**Data provided**

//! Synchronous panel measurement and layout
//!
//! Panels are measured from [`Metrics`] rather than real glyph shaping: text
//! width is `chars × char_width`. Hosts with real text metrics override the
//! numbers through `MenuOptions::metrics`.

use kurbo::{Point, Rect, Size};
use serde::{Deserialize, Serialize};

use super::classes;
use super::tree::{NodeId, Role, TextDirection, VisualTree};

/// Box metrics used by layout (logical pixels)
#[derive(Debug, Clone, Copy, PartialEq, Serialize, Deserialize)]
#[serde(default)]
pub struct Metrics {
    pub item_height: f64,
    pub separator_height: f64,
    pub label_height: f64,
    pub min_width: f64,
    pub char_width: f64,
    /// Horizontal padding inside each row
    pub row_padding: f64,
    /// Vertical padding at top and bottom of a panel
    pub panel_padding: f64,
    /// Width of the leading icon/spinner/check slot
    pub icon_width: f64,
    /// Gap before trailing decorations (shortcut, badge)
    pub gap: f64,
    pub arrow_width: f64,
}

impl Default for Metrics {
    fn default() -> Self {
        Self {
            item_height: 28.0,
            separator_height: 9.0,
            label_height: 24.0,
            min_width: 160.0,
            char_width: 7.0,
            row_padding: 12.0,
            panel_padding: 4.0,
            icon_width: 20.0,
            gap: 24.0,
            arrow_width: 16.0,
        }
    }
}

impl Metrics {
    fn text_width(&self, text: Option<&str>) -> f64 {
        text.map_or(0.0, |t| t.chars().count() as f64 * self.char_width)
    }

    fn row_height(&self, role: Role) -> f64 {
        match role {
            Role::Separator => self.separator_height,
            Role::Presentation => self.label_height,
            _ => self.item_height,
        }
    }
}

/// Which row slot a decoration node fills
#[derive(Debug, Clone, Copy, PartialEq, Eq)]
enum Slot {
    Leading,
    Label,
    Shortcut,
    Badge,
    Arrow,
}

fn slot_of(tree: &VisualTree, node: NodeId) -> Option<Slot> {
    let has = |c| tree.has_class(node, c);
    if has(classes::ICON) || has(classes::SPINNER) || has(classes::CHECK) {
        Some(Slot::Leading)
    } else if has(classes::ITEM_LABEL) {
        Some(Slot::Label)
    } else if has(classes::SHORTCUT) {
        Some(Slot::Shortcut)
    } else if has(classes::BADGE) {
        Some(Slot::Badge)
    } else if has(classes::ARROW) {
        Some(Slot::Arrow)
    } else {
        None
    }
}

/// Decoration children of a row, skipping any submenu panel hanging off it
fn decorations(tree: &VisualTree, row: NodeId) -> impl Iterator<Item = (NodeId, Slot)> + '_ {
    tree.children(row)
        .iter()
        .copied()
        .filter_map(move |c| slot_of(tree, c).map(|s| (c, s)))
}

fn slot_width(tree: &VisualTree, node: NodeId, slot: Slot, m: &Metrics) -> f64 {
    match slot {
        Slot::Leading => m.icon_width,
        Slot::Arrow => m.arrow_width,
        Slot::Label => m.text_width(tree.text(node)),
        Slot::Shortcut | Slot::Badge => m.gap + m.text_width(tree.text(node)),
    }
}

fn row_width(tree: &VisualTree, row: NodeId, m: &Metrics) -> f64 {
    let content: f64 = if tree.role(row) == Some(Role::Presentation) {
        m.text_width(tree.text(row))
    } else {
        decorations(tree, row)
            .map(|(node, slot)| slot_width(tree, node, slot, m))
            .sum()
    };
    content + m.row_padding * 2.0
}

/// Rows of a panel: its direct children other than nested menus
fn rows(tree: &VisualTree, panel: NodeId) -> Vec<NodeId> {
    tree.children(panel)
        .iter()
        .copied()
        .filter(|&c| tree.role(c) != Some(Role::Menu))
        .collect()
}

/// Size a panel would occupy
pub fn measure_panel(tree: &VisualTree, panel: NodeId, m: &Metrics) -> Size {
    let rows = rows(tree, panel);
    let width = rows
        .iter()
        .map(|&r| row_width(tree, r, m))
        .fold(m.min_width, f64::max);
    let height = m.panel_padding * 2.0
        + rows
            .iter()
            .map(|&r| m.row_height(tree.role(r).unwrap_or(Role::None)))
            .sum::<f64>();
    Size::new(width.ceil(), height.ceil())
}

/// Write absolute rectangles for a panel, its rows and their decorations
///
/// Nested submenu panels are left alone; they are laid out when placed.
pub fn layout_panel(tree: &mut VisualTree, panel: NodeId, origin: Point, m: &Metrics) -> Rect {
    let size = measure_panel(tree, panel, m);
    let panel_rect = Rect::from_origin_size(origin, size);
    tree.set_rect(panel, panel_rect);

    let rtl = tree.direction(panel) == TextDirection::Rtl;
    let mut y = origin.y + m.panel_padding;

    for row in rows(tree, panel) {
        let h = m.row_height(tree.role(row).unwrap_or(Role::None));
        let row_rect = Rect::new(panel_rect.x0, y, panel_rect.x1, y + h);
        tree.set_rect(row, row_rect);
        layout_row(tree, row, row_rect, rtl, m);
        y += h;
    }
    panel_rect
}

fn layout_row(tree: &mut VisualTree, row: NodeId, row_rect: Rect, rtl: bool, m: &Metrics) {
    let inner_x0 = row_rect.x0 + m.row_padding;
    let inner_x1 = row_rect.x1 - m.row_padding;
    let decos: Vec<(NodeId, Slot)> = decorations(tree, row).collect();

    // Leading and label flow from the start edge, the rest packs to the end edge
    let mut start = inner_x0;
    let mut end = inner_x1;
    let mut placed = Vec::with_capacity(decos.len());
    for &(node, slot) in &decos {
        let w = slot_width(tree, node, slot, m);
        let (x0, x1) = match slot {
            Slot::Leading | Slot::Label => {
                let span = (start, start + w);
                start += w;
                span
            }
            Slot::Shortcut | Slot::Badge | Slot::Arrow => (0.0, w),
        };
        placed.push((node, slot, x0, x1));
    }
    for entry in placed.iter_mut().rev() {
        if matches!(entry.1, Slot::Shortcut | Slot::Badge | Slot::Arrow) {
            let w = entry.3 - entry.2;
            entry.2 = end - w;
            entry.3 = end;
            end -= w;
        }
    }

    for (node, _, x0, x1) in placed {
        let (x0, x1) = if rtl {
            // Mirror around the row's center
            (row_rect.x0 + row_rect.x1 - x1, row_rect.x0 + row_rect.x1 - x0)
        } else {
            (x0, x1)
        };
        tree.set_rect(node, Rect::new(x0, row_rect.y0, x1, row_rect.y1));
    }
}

---

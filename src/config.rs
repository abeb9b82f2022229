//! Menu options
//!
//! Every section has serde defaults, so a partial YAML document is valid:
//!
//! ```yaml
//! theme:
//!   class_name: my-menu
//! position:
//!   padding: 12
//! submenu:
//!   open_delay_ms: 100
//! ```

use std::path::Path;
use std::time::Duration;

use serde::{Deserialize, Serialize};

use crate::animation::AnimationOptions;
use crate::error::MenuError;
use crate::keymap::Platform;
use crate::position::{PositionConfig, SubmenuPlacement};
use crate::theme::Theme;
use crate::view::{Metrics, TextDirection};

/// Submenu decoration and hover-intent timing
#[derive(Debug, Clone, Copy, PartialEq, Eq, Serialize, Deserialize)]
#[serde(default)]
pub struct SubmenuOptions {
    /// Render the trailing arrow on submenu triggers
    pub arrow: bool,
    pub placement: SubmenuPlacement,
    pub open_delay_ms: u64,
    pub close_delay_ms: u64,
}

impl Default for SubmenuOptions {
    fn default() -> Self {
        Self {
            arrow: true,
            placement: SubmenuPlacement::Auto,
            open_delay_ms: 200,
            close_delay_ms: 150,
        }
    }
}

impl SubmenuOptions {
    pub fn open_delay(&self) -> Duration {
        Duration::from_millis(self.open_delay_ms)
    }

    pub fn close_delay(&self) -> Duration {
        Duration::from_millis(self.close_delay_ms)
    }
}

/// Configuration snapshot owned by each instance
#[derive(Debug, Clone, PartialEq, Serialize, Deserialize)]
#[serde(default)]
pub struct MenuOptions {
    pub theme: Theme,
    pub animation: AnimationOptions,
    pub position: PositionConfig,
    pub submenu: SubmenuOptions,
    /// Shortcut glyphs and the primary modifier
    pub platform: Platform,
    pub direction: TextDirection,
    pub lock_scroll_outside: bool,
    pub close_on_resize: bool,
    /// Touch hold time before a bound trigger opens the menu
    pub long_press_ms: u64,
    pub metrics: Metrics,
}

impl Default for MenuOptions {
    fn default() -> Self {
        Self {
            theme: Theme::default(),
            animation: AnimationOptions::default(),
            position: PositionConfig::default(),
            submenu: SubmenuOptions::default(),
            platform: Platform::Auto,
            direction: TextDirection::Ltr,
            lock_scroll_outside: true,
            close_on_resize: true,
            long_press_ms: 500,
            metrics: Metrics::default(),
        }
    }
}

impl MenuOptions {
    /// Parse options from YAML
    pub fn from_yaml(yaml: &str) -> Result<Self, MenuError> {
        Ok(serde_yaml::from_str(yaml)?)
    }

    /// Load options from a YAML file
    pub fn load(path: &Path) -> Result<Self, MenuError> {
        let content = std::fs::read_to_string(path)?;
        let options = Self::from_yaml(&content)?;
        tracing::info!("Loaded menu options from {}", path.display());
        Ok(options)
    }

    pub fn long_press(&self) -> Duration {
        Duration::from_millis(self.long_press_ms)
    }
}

**Problem to solve**
From the listing above, repeat exactly the lines starting at the line that includes "use std::time::Duration;" and ending at the line that includes "by each instance", with nothing outside that span.

**Result below**
use std::time::Duration;

use serde::{Deserialize, Serialize};

use crate::animation::AnimationOptions;
use crate::error::MenuError;
use crate::keymap::Platform;
use crate::position::{PositionConfig, SubmenuPlacement};
use crate::theme::Theme;
use crate::view::{Metrics, TextDirection};

/// Submenu decoration and hover-intent timing
#[derive(Debug, Clone, Copy, PartialEq, Eq, Serialize, Deserialize)]
#[serde(default)]
pub struct SubmenuOptions {
    /// Render the trailing arrow on submenu triggers
    pub arrow: bool,
    pub placement: SubmenuPlacement,
    pub open_delay_ms: u64,
    pub close_delay_ms: u64,
}

impl Default for SubmenuOptions {
    fn default() -> Self {
        Self {
            arrow: true,
            placement: SubmenuPlacement::Auto,
            open_delay_ms: 200,
            close_delay_ms: 150,
        }
    }
}

impl SubmenuOptions {
    pub fn open_delay(&self) -> Duration {
        Duration::from_millis(self.open_delay_ms)
    }

    pub fn close_delay(&self) -> Duration {
        Duration::from_millis(self.close_delay_ms)
    }
}

/// Configuration snapshot owned by each instance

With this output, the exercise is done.